**EXERCISE**
Of the entries below, return only those lines from the line with "filename crates/sable-engine/src/time.rs" to the line with "increment, capped at a fifth", exactly, both included.

[Collection entries]
◇ ◇ ◇
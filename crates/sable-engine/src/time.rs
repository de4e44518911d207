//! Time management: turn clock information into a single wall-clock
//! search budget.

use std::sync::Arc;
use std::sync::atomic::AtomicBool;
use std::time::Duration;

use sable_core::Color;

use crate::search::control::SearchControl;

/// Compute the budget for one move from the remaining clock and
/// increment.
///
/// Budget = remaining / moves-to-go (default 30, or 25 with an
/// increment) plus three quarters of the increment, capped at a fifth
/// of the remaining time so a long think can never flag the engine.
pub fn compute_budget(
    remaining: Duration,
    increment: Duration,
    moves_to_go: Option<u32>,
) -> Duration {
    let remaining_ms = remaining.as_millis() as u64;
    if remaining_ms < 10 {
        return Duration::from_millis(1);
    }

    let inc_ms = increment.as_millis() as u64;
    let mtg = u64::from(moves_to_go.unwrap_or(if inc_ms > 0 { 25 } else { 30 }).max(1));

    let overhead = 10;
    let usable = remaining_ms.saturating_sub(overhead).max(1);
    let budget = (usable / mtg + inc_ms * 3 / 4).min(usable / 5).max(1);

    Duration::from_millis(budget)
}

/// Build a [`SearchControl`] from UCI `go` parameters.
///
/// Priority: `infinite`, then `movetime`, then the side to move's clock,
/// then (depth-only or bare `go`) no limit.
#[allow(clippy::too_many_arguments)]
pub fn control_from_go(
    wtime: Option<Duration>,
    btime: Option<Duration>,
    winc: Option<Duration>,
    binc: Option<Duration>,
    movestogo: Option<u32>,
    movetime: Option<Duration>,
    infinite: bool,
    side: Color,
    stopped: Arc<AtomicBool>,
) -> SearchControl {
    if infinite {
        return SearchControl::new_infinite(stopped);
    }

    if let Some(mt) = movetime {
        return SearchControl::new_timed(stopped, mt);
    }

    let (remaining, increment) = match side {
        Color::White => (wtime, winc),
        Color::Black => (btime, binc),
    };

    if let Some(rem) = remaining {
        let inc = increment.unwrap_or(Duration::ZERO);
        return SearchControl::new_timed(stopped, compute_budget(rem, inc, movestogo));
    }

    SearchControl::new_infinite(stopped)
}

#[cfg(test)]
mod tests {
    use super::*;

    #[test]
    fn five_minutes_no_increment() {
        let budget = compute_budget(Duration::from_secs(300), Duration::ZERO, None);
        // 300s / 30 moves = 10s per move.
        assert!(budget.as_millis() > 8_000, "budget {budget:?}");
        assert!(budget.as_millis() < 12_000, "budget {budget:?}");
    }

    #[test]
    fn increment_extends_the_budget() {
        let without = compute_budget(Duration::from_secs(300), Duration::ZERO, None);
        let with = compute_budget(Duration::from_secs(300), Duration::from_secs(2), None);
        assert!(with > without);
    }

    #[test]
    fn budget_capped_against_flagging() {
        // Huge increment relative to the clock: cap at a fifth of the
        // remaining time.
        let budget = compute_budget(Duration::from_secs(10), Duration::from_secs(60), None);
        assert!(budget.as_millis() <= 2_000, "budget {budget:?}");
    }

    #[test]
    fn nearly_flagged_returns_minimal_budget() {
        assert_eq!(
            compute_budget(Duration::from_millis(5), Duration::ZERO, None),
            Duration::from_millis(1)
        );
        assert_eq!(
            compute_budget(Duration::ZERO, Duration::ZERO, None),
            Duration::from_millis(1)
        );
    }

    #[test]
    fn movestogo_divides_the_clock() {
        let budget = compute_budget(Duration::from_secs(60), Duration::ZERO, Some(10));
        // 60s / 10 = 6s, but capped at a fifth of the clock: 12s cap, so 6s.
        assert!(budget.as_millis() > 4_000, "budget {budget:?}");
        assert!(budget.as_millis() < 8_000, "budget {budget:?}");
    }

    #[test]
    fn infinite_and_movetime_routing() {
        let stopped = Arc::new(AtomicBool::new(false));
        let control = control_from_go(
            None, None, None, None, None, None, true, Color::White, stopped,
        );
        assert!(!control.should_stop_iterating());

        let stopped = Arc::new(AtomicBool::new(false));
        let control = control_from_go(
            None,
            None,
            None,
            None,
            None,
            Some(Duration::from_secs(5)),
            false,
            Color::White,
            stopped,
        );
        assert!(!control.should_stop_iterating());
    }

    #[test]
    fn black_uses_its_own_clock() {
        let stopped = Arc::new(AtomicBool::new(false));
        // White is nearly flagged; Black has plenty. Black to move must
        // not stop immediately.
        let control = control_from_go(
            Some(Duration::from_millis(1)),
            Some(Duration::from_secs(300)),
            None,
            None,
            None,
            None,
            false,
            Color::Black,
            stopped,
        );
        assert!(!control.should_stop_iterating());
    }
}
◇ ◇ ◇
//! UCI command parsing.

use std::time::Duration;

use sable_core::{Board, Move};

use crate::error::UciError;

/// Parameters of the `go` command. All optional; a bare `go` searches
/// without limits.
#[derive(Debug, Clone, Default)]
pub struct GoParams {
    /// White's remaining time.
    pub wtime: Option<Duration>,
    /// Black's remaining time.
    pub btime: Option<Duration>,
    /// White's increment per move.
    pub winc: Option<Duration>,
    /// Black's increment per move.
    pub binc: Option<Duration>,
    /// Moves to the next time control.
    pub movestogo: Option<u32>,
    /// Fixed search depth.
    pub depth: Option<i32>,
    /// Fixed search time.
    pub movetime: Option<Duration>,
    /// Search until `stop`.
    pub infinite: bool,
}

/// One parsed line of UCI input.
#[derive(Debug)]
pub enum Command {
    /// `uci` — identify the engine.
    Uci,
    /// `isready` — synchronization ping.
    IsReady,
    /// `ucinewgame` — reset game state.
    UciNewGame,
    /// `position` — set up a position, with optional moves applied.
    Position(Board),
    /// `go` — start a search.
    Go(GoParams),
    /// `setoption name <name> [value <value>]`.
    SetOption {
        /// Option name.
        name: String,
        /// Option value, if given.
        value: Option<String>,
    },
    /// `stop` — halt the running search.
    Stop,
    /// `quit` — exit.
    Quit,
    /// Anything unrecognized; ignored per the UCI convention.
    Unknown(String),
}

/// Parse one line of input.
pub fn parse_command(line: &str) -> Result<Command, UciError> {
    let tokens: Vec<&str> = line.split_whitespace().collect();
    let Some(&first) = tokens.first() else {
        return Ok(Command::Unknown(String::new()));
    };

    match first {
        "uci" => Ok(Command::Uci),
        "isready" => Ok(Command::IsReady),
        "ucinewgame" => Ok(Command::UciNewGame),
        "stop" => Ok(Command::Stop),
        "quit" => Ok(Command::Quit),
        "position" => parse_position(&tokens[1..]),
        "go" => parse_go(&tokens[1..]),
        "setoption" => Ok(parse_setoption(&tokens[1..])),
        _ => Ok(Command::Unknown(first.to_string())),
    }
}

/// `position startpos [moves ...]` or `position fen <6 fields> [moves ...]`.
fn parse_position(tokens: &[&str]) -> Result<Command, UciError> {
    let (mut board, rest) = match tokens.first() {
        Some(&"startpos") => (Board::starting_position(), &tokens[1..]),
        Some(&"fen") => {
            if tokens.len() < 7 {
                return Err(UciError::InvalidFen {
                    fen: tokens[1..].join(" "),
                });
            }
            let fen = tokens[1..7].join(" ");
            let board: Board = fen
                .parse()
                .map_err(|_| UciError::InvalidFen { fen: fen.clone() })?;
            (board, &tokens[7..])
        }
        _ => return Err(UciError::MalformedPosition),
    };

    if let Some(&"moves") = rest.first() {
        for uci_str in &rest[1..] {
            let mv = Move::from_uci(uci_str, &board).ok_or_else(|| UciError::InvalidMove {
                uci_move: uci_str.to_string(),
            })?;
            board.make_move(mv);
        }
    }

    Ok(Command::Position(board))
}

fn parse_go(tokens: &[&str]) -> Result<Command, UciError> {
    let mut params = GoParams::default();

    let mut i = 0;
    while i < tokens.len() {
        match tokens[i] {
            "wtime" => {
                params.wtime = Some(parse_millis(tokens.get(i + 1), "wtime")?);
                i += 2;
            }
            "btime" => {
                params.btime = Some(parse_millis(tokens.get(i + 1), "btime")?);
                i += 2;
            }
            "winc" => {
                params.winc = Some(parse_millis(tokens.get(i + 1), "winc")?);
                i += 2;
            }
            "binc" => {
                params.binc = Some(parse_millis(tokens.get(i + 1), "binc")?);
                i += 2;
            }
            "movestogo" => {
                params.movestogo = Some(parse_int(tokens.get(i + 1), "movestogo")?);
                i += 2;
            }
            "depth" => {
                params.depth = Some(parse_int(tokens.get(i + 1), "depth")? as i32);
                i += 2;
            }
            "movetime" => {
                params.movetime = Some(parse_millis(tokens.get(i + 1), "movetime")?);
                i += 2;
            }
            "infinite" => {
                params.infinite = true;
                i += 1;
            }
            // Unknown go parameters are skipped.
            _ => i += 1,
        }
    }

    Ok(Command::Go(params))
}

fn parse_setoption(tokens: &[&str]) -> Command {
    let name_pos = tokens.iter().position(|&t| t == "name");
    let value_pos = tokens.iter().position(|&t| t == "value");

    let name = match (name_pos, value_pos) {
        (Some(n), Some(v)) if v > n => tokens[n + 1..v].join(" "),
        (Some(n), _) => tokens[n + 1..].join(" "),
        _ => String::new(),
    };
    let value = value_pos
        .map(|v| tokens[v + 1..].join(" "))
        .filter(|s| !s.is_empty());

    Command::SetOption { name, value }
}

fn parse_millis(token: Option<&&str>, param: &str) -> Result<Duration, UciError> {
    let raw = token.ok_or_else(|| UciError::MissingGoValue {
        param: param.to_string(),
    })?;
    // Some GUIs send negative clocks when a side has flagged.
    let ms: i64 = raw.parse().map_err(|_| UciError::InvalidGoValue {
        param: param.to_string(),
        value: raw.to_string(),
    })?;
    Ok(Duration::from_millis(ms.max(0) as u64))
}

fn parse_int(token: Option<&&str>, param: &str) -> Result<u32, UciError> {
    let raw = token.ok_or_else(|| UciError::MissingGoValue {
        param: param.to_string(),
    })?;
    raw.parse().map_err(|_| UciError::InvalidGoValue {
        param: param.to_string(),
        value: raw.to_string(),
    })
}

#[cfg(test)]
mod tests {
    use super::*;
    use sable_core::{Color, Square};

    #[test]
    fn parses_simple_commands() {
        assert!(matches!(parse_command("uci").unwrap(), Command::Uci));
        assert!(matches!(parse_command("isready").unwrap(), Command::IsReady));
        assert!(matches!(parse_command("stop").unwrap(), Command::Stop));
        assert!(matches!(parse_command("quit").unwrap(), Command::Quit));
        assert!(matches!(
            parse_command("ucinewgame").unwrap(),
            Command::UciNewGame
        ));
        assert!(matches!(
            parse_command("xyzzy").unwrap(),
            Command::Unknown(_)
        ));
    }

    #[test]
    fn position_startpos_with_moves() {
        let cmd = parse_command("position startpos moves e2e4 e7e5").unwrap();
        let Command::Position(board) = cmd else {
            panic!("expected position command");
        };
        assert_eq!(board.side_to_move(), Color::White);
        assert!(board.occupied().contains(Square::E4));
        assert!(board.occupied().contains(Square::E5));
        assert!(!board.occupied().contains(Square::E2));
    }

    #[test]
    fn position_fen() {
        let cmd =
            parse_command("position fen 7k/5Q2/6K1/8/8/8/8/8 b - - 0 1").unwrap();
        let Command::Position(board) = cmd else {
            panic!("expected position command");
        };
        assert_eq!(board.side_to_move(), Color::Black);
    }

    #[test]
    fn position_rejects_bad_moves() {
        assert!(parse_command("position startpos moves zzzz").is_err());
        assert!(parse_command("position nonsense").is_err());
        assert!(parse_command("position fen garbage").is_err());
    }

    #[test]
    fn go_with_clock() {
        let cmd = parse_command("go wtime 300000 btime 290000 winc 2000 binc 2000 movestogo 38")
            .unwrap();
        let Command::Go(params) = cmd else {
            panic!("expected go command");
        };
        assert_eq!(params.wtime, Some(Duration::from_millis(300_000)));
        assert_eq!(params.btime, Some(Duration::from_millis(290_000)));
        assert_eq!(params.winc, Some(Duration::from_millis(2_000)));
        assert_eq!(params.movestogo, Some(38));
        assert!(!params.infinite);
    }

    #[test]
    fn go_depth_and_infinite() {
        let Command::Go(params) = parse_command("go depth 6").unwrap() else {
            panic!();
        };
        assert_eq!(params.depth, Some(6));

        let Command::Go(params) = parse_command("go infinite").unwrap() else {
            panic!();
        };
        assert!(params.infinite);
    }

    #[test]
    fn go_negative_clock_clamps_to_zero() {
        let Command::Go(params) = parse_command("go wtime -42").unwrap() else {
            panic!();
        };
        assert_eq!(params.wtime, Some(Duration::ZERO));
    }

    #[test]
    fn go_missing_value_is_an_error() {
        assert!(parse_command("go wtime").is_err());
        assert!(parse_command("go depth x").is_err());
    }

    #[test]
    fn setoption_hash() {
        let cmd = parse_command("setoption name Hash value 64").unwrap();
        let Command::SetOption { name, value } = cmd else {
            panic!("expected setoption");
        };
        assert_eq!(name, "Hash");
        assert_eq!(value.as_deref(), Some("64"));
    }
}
◇ ◇ ◇
**SOLUTION BELOW**
filename crates/sable-engine/src/time.rs
repository de4e44518911d207
//! Time management: turn clock information into a single wall-clock
//! search budget.

use std::sync::Arc;
use std::sync::atomic::AtomicBool;
use std::time::Duration;

use sable_core::Color;

use crate::search::control::SearchControl;

/// Compute the budget for one move from the remaining clock and
/// increment.
///
/// Budget = remaining / moves-to-go (default 30, or 25 with an
/// increment) plus three quarters of the increment, capped at a fifth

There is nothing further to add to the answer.